Investing in gold is not going to be a reliable protection against inflation
The world is again on the verge of a financial crisis, which means that the popularity of gold as an investment instrument is growing again. This metal is considered such a “safe haven”, which helps to survive difficult times due to the relative stability in price. The worse the economic situation in the world, the higher the demand for the precious metal. However, do not rush to invest in gold. In the short term, this investment tool is unlikely to provide protection against inflation.
Why gold is not reliable protection against inflation
If gold really was a guaranteed protective asset against inflation, then its value would be constant. But in the United States, stable deflation has been observed since October 2018, and the precious metal for this period still showed an increase in the value of 12%. In addition, the ratio of gold to the consumer index has increased. If in October 2018 it was 4.8, now it has reached the level of 5.3.
Half a year is a short time, and changes in the ratio of gold to a consumer index can fluctuate even within a few decades. For example, in 2001 this indicator was at the level of 1.5, and by 2011 it was at the level of 8.
The argument that the changes in the price of gold are not connected with real, but with anticipated inflation, also does not hold water. To confirm this, we can consider the depreciation rate, projected for 30 years, based on the break-even level. For this, the difference in yield between ordinary treasury bonds and similar securities that are protected from depreciation is taken into account. The Fed unit in the city of St. Louis reduced the value from a previously projected 2.13% to 1.85%. Therefore, this indicator can also not be considered.
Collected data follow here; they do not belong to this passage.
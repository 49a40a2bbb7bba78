use axum::{
    extract::{FromRequest, Request},
    Json,
};
use serde::de::DeserializeOwned;

/// JSON extractor that never rejects.
///
/// A missing, malformed or mistyped body yields `T::default()`, so callers
/// that send garbage get an empty result instead of a 4xx.
pub struct LenientJson<T>(pub T);

impl<T, S> FromRequest<S> for LenientJson<T>
where
    T: DeserializeOwned + Default + 'static,
    S: Send + Sync,
{
    type Rejection = std::convert::Infallible;

    async fn from_request(req: Request, state: &S) -> Result<Self, Self::Rejection> {
        match Json::<T>::from_request(req, state).await {
            Ok(Json(value)) => Ok(LenientJson(value)),
            Err(rejection) => {
                tracing::warn!("Ignoring unreadable JSON request body: {}", rejection);
                Ok(LenientJson(T::default()))
            }
        }
    }
}

#[cfg(test)]
mod tests {
    use super::*;
    use axum::body::Body;
    use serde::Deserialize;

    #[derive(Debug, Default, Deserialize, PartialEq)]
    struct Payload {
        #[serde(default)]
        ids: Vec<String>,
    }

    fn request(body: &'static str) -> Request {
        Request::builder()
            .method("POST")
            .uri("/")
            .header("content-type", "application/json")
            .body(Body::from(body))
            .unwrap()
    }

    #[tokio::test]
    async fn valid_body_is_decoded() {
        let LenientJson(payload) =
            LenientJson::<Payload>::from_request(request(r#"{"ids":["a"]}"#), &())
                .await
                .unwrap();
        assert_eq!(payload.ids, vec!["a".to_string()]);
    }

    #[tokio::test]
    async fn malformed_body_falls_back_to_default() {
        let LenientJson(payload) = LenientJson::<Payload>::from_request(request("{not json"), &())
            .await
            .unwrap();
        assert_eq!(payload, Payload::default());
    }
}
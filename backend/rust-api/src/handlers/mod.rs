use axum::{
    extract::{Request, State},
    http::{header, HeaderMap, StatusCode},
    middleware::Next,
    response::{IntoResponse, Response},
    Json,
};
use base64::{engine::general_purpose, Engine as _};
use serde_json::json;
use std::sync::Arc;

use crate::metrics;
use crate::services::AppState;

pub mod learning_paths;

pub async fn health_check(State(state): State<Arc<AppState>>) -> impl IntoResponse {
    let mut dependencies = serde_json::Map::new();

    let store_health = check_store(&state).await;
    let healthy = store_health.get("status").and_then(|v| v.as_str()) == Some("healthy");
    dependencies.insert("store".to_string(), json!(store_health));

    let (status_code, status) = if healthy {
        (StatusCode::OK, "healthy")
    } else {
        (StatusCode::SERVICE_UNAVAILABLE, "degraded")
    };

    (
        status_code,
        Json(json!({
            "status": status,
            "service": "learnpath-api",
            "version": env!("CARGO_PKG_VERSION"),
            "dependencies": dependencies
        })),
    )
}

async fn check_store(state: &AppState) -> serde_json::Map<String, serde_json::Value> {
    let mut result = serde_json::Map::new();

    match tokio::time::timeout(std::time::Duration::from_secs(2), state.store.ping()).await {
        Ok(Ok(())) => {
            result.insert("status".to_string(), json!("healthy"));
            result.insert("message".to_string(), json!("Store reachable"));
        }
        Ok(Err(e)) => {
            result.insert("status".to_string(), json!("unhealthy"));
            result.insert("error".to_string(), json!(format!("Store error: {}", e)));
        }
        Err(_) => {
            result.insert("status".to_string(), json!("unhealthy"));
            result.insert("error".to_string(), json!("Store timeout after 2s"));
        }
    }

    result
}

pub async fn metrics_handler() -> impl IntoResponse {
    match metrics::render_metrics() {
        Ok(metrics_text) => (StatusCode::OK, metrics_text),
        Err(e) => (
            StatusCode::INTERNAL_SERVER_ERROR,
            format!("Failed to render metrics: {}", e),
        ),
    }
}

/// Protects `/metrics` with HTTP Basic auth (`METRICS_AUTH=user:password`).
pub async fn metrics_auth_middleware(
    headers: HeaderMap,
    request: Request,
    next: Next,
) -> Result<Response, StatusCode> {
    let encoded = headers
        .get(header::AUTHORIZATION)
        .and_then(|v| v.to_str().ok())
        .and_then(|v| v.strip_prefix("Basic "))
        .ok_or(StatusCode::UNAUTHORIZED)?;

    let decoded = general_purpose::STANDARD
        .decode(encoded.trim())
        .map_err(|_| StatusCode::UNAUTHORIZED)?;
    let credentials = String::from_utf8(decoded).map_err(|_| StatusCode::UNAUTHORIZED)?;

    let expected = std::env::var("METRICS_AUTH").unwrap_or_else(|_| "admin:changeme".to_string());
    if credentials != expected {
        return Err(StatusCode::UNAUTHORIZED);
    }

    Ok(next.run(request).await)
}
Naturally, not only inflation affects the cost of the precious metal, but it is this factor that should be considered key. The relationship between gold and the depreciation of currencies was studied even by scientists. In particular, a professor at the Department of Finance and Lending at Duke University Campbell Harvey and a former analyst at TCW Group Claude Erb presented the results of the study, which was called the “Golden Dilemma”. The specialists took as a basis for the model, which was based on the ratio of the average cost of the precious metal and the CPI index.
From the report, it follows that from the time gold was put out for free trading, its price to CPI ratio was at the level of 3.57 to 1. According to the forecast, if the value of the precious metal changes significantly upwards or downwards in relation to the index, then sooner or later it will still return to the specified values.
This means that in order for gold to justify its cost in relation to inflation, it must either increase CPI (by as much as 47%), or the price of the precious metal should roll back to $ 901 an ounce.